Нашим излюбленным развлечением в Виль-д’Авре были поездки на “делаже”. Папа, а со временем и я любили кататься по довоенному Парижу. Там, в районе какой-нибудь прекрасной транспортной развязки, например вокруг Триумфальной арки, начиналась увлекательнейшая игра, участники которой вступали в состязание друг с другом на примыкающих под всевозможными углами улицах разной ширины: игроки — легкие на колесо французы — стремились во что бы то ни стало первыми рвануть с перекрестка. Детство постепенно оставалось позади: я сел за руль, у меня появилось лезвие для бритья, завтрак мне подавали в постель, выделяли карманные деньги, на которые я мог угостить шербетом всю семью в “Кафе де-ля-Пэ”, но я не спешил брать на себя ответственность и становиться самостоятельным. Эти мысли меня и пугали, и мешались с мечтами о женитьбе — мне представлялось, что в ту же секунду я стану совсем взрослым; в общем, и то, и другое я отодвигал на будущее. Не у всякого подростка за год происходит столько событий, сколько у меня за одну только зиму, а потому летом в Виль-д’Авре я был рад возможности передохнуть и поработать. Лейтмотивом всех летних будней были, разумеется, занятия с Энеску.
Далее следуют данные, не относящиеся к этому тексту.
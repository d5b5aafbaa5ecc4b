// PRISM - main.rs
//
// Application entry point. Handles:
// 1. CLI argument parsing
// 2. Configuration loading (fatal on failure)
// 3. Logging initialisation (debug mode support)
// 4. Dispatch to the requested command

use clap::{Parser, Subcommand};
use prism::app::actions::{DryRunProvider, MailAction};
use prism::app::context::RunContext;
use prism::core::filter::EntryFilter;
use prism::platform::config::{self, AppConfig, PlatformPaths};
use prism::util::{self, error::PrismError};
use std::path::PathBuf;
use std::process::ExitCode;

/// PRISM - incident response for Google Workspace email log exports.
///
/// Parses one or more email log search exports (CSV), removes duplicate
/// message/recipient rows, and either reports on the incident or drives
/// mailbox remediation.
#[derive(Parser, Debug)]
#[command(name = "prism", version, about)]
struct Cli {
    /// Path to config.toml (defaults to the platform config directory).
    #[arg(short = 'c', long = "config", global = true)]
    config: Option<PathBuf>,

    /// Enable debug logging (equivalent to RUST_LOG=debug).
    #[arg(short = 'd', long = "debug", global = true)]
    debug: bool,

    #[command(subcommand)]
    command: Command,
}

#[derive(Subcommand, Debug)]
enum Command {
    /// Generate a phishing incident report.
    Report {
        /// Email log search export(s) to process.
        #[arg(short = 'l', long = "logfile", required = true, num_args = 1..)]
        logfiles: Vec<PathBuf>,

        /// Markdown file where the report will be saved.
        #[arg(short = 'o', long = "output")]
        output: PathBuf,

        /// Also write the raw summary as JSON.
        #[arg(long = "json")]
        json: Option<PathBuf>,
    },

    /// Delete every message listed in the export(s) from its recipient's mailbox.
    Delete {
        #[command(flatten)]
        selection: Selection,
    },

    /// Mark every message listed in the export(s) as spam.
    MarkSpam {
        #[command(flatten)]
        selection: Selection,
    },

    /// Write the deduplicated entries back out as CSV.
    Dedupe {
        /// Email log search export(s) to process.
        #[arg(short = 'l', long = "logfile", required = true, num_args = 1..)]
        logfiles: Vec<PathBuf>,

        /// CSV file for the unique entries.
        #[arg(short = 'o', long = "output")]
        output: PathBuf,
    },
}

/// Which entries a remediation command acts on.
#[derive(clap::Args, Debug)]
struct Selection {
    /// Email log search export(s) to process.
    #[arg(short = 'l', long = "logfile", required = true, num_args = 1..)]
    logfiles: Vec<PathBuf>,

    /// Only act on messages whose subject matches this regex.
    #[arg(long = "subject")]
    subject: Option<String>,

    /// Only act on messages from this exact sender address.
    #[arg(long = "sender")]
    sender: Option<String>,

    /// Only act on rows with this event status, as spelled in the export
    /// (e.g. DELIVERED, VIEWED, Quarantined). Repeatable.
    #[arg(long = "status")]
    statuses: Vec<String>,
}

impl Selection {
    fn filter(&self) -> Result<EntryFilter, PrismError> {
        let mut filter = EntryFilter {
            sender: self.sender.clone(),
            ..EntryFilter::default()
        };
        if let Some(ref pattern) = self.subject {
            filter.set_subject_regex(pattern)?;
        }
        filter.set_statuses(&self.statuses);
        Ok(filter)
    }
}

fn main() -> ExitCode {
    let cli = Cli::parse();

    let config_path = cli
        .config
        .clone()
        .unwrap_or_else(|| PlatformPaths::resolve().config_file());

    // Configuration is read before logging so that [logging] applies; a
    // load failure still initialises default logging to report it.
    let (app_config, warnings) = match config::load_config(&config_path) {
        Ok(loaded) => loaded,
        Err(e) => {
            util::logging::init(cli.debug, None, None);
            tracing::error!(error = %e, "Cannot load configuration");
            eprintln!("[-] {e}");
            return ExitCode::FAILURE;
        }
    };

    util::logging::init(
        cli.debug,
        app_config.log_level.as_deref(),
        app_config.log_file.as_deref(),
    );

    tracing::info!(
        version = util::constants::APP_VERSION,
        debug = cli.debug,
        "{} starting",
        util::constants::APP_NAME
    );
    tracing::info!(
        path = %config_path.display(),
        owned_domains = app_config.owned_domains.len(),
        report_title_suffix = %app_config.report_title_suffix,
        warnings = warnings.len(),
        "Loaded config"
    );

    for warning in &warnings {
        tracing::warn!(warning = %warning, "Config validation warning");
    }

    match run(cli.command, app_config) {
        Ok(()) => ExitCode::SUCCESS,
        Err(e) => {
            tracing::error!(error = %e, "Run aborted");
            eprintln!("[-] {e}");
            ExitCode::FAILURE
        }
    }
}

fn run(command: Command, config: AppConfig) -> Result<(), PrismError> {
    let mut ctx = RunContext::new(config);

    match command {
        Command::Report {
            logfiles,
            output,
            json,
        } => {
            let summary = ctx.generate_report(logfiles.as_slice(), &output, json.as_deref())?;
            println!(
                "[+] Report written to {} ({} recipients, {} viewed)",
                output.display(),
                summary.total_recipients,
                summary.viewed
            );
        }
        Command::Delete { selection } => remediate(&mut ctx, &selection, MailAction::Delete)?,
        Command::MarkSpam { selection } => {
            remediate(&mut ctx, &selection, MailAction::MarkAsSpam)?
        }
        Command::Dedupe { logfiles, output } => {
            let count = ctx.export_unique(logfiles.as_slice(), &output)?;
            println!("[+] Wrote {count} unique entries to {}", output.display());
        }
    }

    Ok(())
}

/// Run a remediation through the dry-run provider and print the plan.
fn remediate(
    ctx: &mut RunContext,
    selection: &Selection,
    action: MailAction,
) -> Result<(), PrismError> {
    let filter = selection.filter()?;
    let mut provider = DryRunProvider::new();
    let report = ctx.remediate(selection.logfiles.as_slice(), &filter, action, &mut provider)?;

    for planned in provider.planned() {
        println!(
            "[+] {} message {} for {} (dry run)",
            planned.action.past_tense(),
            planned.message_id,
            planned.mailbox
        );
    }
    for failure in &report.failures {
        println!(
            "[-] Failed to {} {} for {}: {}",
            action, failure.message_id, failure.mailbox, failure.error
        );
    }
    println!(
        "[+] {}: {} attempted, {} succeeded, {} failed",
        action,
        report.attempted,
        report.succeeded,
        report.failed()
    );

    Ok(())
}

#[cfg(test)]
mod tests {
    use super::*;
    use prism::core::model::EventStatus;

    fn selection(args: &[&str]) -> Selection {
        let cli = Cli::try_parse_from(args).unwrap();
        match cli.command {
            Command::Delete { selection } | Command::MarkSpam { selection } => selection,
            other => panic!("unexpected command {other:?}"),
        }
    }

    #[test]
    fn test_status_flag_reaches_filter() {
        let selection = selection(&[
            "prism", "delete", "-l", "a.csv", "--status", "DELIVERED", "--status", "VIEWED",
        ]);
        let filter = selection.filter().unwrap();
        assert_eq!(filter.statuses, vec![EventStatus::Delivered, EventStatus::Viewed]);
    }

    #[test]
    fn test_selection_without_criteria_is_empty() {
        let selection = selection(&["prism", "mark-spam", "--logfile", "a.csv", "b.csv"]);
        assert_eq!(selection.logfiles.len(), 2);
        assert!(selection.filter().unwrap().is_empty());
    }

    #[test]
    fn test_invalid_subject_regex_is_an_error() {
        let selection = selection(&["prism", "delete", "-l", "a.csv", "--subject", "(oops"]);
        assert!(matches!(selection.filter(), Err(PrismError::Filter(_))));
    }
}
Мы занимались уже не первый год, из ребенка я успел превратиться в подростка и для своего возраста был уже опытным скрипачом, а потому только теперь, продолжая занятия с Энеску после перерыва, я смог понять всю глубину и силу его огромного таланта. Я видел его в новом свете — он возобновил домашние вечера камерной музыки, дирижировал, когда я играл на сцене и в студии звукозаписи. Энеску по-прежнему почти ничего не говорил во время исполнения, считая, что слова только мешают воспринимать музыку. В остальное же время он демонстрировал редкие знания по части языков, обнаруживал чудесный дар слова, всегда имел про запас шутку, розыгрыш или остроту, чтобы украсить беседу. Вне сомнения, его остроумие, неизменная учтивость и талант все объяснять через символы, наряду с основательным знанием партитуры и преданностью музыке, способствовали его дирижерскому успеху. И даже если перед ним сидел целый оркестр, он почти не говорил, скорее пел, и никогда ничего не разжевывал, как, например, Виллем Менгельберг в Амстердаме. Менгельберг начинал репетицию с лекции о композиторе, чье произведение сейчас будет исполняться. Он мог объяснять целый час, а то и больше, чем только утомлял музыкантов, пока, наконец, в конце репетиции не приступал собственно к произведению, которое от всех этих предварительных слов ничего не выигрывало. Кто-нибудь из оркестра предлагал мне сесть, чтобы я по крайней мере не стоял, слушая дирижера, но я не садился, с одной стороны, из почтения к Менгельбергу, с другой — чтобы мое комфортное расположение не вдохновило его на продолжение. Энеску никогда не подвергал таким пыткам солиста и оркестр — уважение к людям было одним из его выдающихся качеств: он по-другому подводил музыканта к композитору, к тому, как он построил свое сочинение, как прочувствовал.